Offered 140 140
Sold 131 132
Top $6400 $5400
Av $2030 $2398
A tri-state bidding battle erupted for long stapled rams with soft handling wools ensuring Kelvale Poll Merino stud, Keith, sold more rams at its annual on-property sale than in any previous year, including the tally in the mini auction.
The $2030 average for the 131 May-June 2018 drop rams which Stephen and Peta Kellock sold in the main auction was back nearly $370 on last year's record but close to matching the 2017 result.
Another 29 rams sold in the mini auction for a $614 average, ensuring 160 rams sold for the day.
The first four rams, which have been displayed at the numerous field days this season, set a red hot pace, including lot 3 which made the $6200 second highest price of the sale.
The ram was knocked down to Greenwood Park, Auburn, one of four they bought in the top end of the catalogue.
But it was at lot 23, Kelvale 181025, a trait leader on Merino Select for staple length at 17.7 which made the $6400 top price.
Bids came thick and fast for the 19.1 micron son of Kelvale 1063, but the successful buyer was the Smart Group, Akeringa, Keith and their Australian Wool Network representative Peter Johnson was impressed by the "scale and staple length" of the ram.
The sale topper had a greasy fleece weight of 129 per cent and a staple length of 75mm when measured in mid July with less than five months growth.
The Smarts who have been buying for four years put together six rams for a $3700 average.
The consistent offering ensured there were plenty of opportunities further in the sale for buyers to secure numbers without breaking the budget.
Kangaringa Station, Keith, secured 13 rams to $1600 for a $985 average, plus another seven from the mini auction.
Eyre Peninsula buyers again flew in for the occasion including AT&KM Watson, Wirrulla, who took home 12 rams to $1600 averaging $1000.
GH Phillips & Son, Minnipa, also bought 12 for a $1700 average, including the final lot for $700, plus another five at great value in the mini auction.
Many rams also went into higher rainfall areas including eight to two Tas buyers, Woodrising Farm, Cressy and Formosa Estate, also at Cressy.
Stud principal Stephen Kellock was pleased to see so many repeat clients buying up as well as attracting 11 new clients.
"It was quite hot to start with and I wondered where it was headed but I knew people didn't want the numbers so I was expecting a bit of a drop off," he said.
"Many of the guys that normally want six or eight were only looking for two or three."
Mr Kellock said the offering was the most consistent line-up with a "balance" of traits and the rams were breeding on for their clients.
"The guys that were a bit patient knew they were going to get them down the line and they weren't that far behind the front ones," he said
Landmark auctioneer Leo Redden said the phenotype of Kelvale stud's ram sale offering closely matched the high ranking figures.

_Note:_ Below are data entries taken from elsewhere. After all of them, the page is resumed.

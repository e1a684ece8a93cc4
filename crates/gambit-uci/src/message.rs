//! Messages sent from an engine to the GUI.

use crate::EngineInfo;

/// A line an engine writes, as the session understands it.
#[derive(Debug, Clone, PartialEq, Eq)]
pub enum EngineMessage {
    /// Engine identification.
    Id {
        name: Option<String>,
        author: Option<String>,
    },
    /// UCI initialization complete.
    UciOk,
    /// Engine is ready.
    ReadyOk,
    /// Search information.
    Info(EngineInfo),
    /// Best move found. `mv` is `(none)` or `0000` when there is no move.
    BestMove { mv: String, ponder: Option<String> },
    /// Anything else (`option ...`, banners, blank lines).
    Other(String),
}

impl EngineMessage {
    /// Parse one engine output line. Never fails: unrecognised lines become
    /// [`EngineMessage::Other`].
    pub fn parse(line: &str) -> Self {
        let line = line.trim();
        let mut parts = line.split_whitespace();

        match parts.next() {
            Some("uciok") => EngineMessage::UciOk,
            Some("readyok") => EngineMessage::ReadyOk,
            Some("id") => match parts.next() {
                Some("name") => EngineMessage::Id {
                    name: Some(parts.collect::<Vec<_>>().join(" ")),
                    author: None,
                },
                Some("author") => EngineMessage::Id {
                    name: None,
                    author: Some(parts.collect::<Vec<_>>().join(" ")),
                },
                _ => EngineMessage::Other(line.to_string()),
            },
            Some("bestmove") => match parts.next() {
                Some(mv) => {
                    let ponder = match parts.next() {
                        Some("ponder") => parts.next().map(str::to_string),
                        _ => None,
                    };
                    EngineMessage::BestMove {
                        mv: mv.to_string(),
                        ponder,
                    }
                }
                None => EngineMessage::Other(line.to_string()),
            },
            Some("info") => match EngineInfo::parse(line) {
                Some(info) => EngineMessage::Info(info),
                None => EngineMessage::Other(line.to_string()),
            },
            _ => EngineMessage::Other(line.to_string()),
        }
    }

    /// Format message as an engine would print it.
    pub fn to_uci(&self) -> String {
        match self {
            EngineMessage::Id { name, author } => {
                let mut parts = Vec::new();
                if let Some(n) = name {
                    parts.push(format!("id name {}", n));
                }
                if let Some(a) = author {
                    parts.push(format!("id author {}", a));
                }
                parts.join("\n")
            }
            EngineMessage::UciOk => "uciok".to_string(),
            EngineMessage::ReadyOk => "readyok".to_string(),
            EngineMessage::Info(info) => info.to_uci(),
            EngineMessage::BestMove { mv, ponder } => match ponder {
                Some(p) => format!("bestmove {} ponder {}", mv, p),
                None => format!("bestmove {}", mv),
            },
            EngineMessage::Other(s) => s.clone(),
        }
    }

    /// The best move, unless the engine reported that it has none.
    pub fn best_move(&self) -> Option<&str> {
        match self {
            EngineMessage::BestMove { mv, .. } if mv != "(none)" && mv != "0000" => Some(mv.as_str()),
            _ => None,
        }
    }
}

#[cfg(test)]
mod tests {
    use super::*;
    use crate::Score;

    #[test]
    fn parse_handshake_lines() {
        assert_eq!(EngineMessage::parse("uciok"), EngineMessage::UciOk);
        assert_eq!(EngineMessage::parse("readyok\n"), EngineMessage::ReadyOk);
        assert_eq!(
            EngineMessage::parse("id name Stockfish 16"),
            EngineMessage::Id {
                name: Some("Stockfish 16".into()),
                author: None
            }
        );
    }

    #[test]
    fn parse_bestmove() {
        let msg = EngineMessage::parse("bestmove e2e4 ponder e7e5");
        assert_eq!(
            msg,
            EngineMessage::BestMove {
                mv: "e2e4".into(),
                ponder: Some("e7e5".into())
            }
        );
        assert_eq!(msg.best_move(), Some("e2e4"));
        assert_eq!(EngineMessage::parse("bestmove (none)").best_move(), None);
        assert!(matches!(
            EngineMessage::parse("bestmove"),
            EngineMessage::Other(_)
        ));
    }

    #[test]
    fn parse_info_line() {
        let EngineMessage::Info(info) = EngineMessage::parse("info depth 8 score cp 17 pv d2d4")
        else {
            panic!("Expected info");
        };
        assert_eq!(info.depth, Some(8));
        assert_eq!(info.score, Some(Score::Cp(17)));
    }

    #[test]
    fn unknown_lines_are_kept() {
        assert_eq!(
            EngineMessage::parse("option name Hash type spin default 16"),
            EngineMessage::Other("option name Hash type spin default 16".into())
        );
    }

    #[test]
    fn to_uci_matches_parse() {
        for line in ["uciok", "readyok", "bestmove g1f3", "info depth 3 score mate 2 pv h5f7"] {
            assert_eq!(EngineMessage::parse(line).to_uci(), line);
        }
    }
}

He had high praise for the rapid progression of the stud in its wool and more recently carcase traits which he says shone out in the SA Merino Sire Evaluation trial at Keyneton Station where one of their sires, Kelvale 170088 excelled.
"Almost 100 per cent of their clients are shearing twice a year so they are pushing staple length and yearling clean fleece weight but also getting those fat, eye muscle figures up," Mr Redden said.
"When the package (of wool and meat) came together there was a big spike in the sale. People have got a lot of objective measurement to use here at Kelvale which is giving discerning buyers the confidence to go after these rams."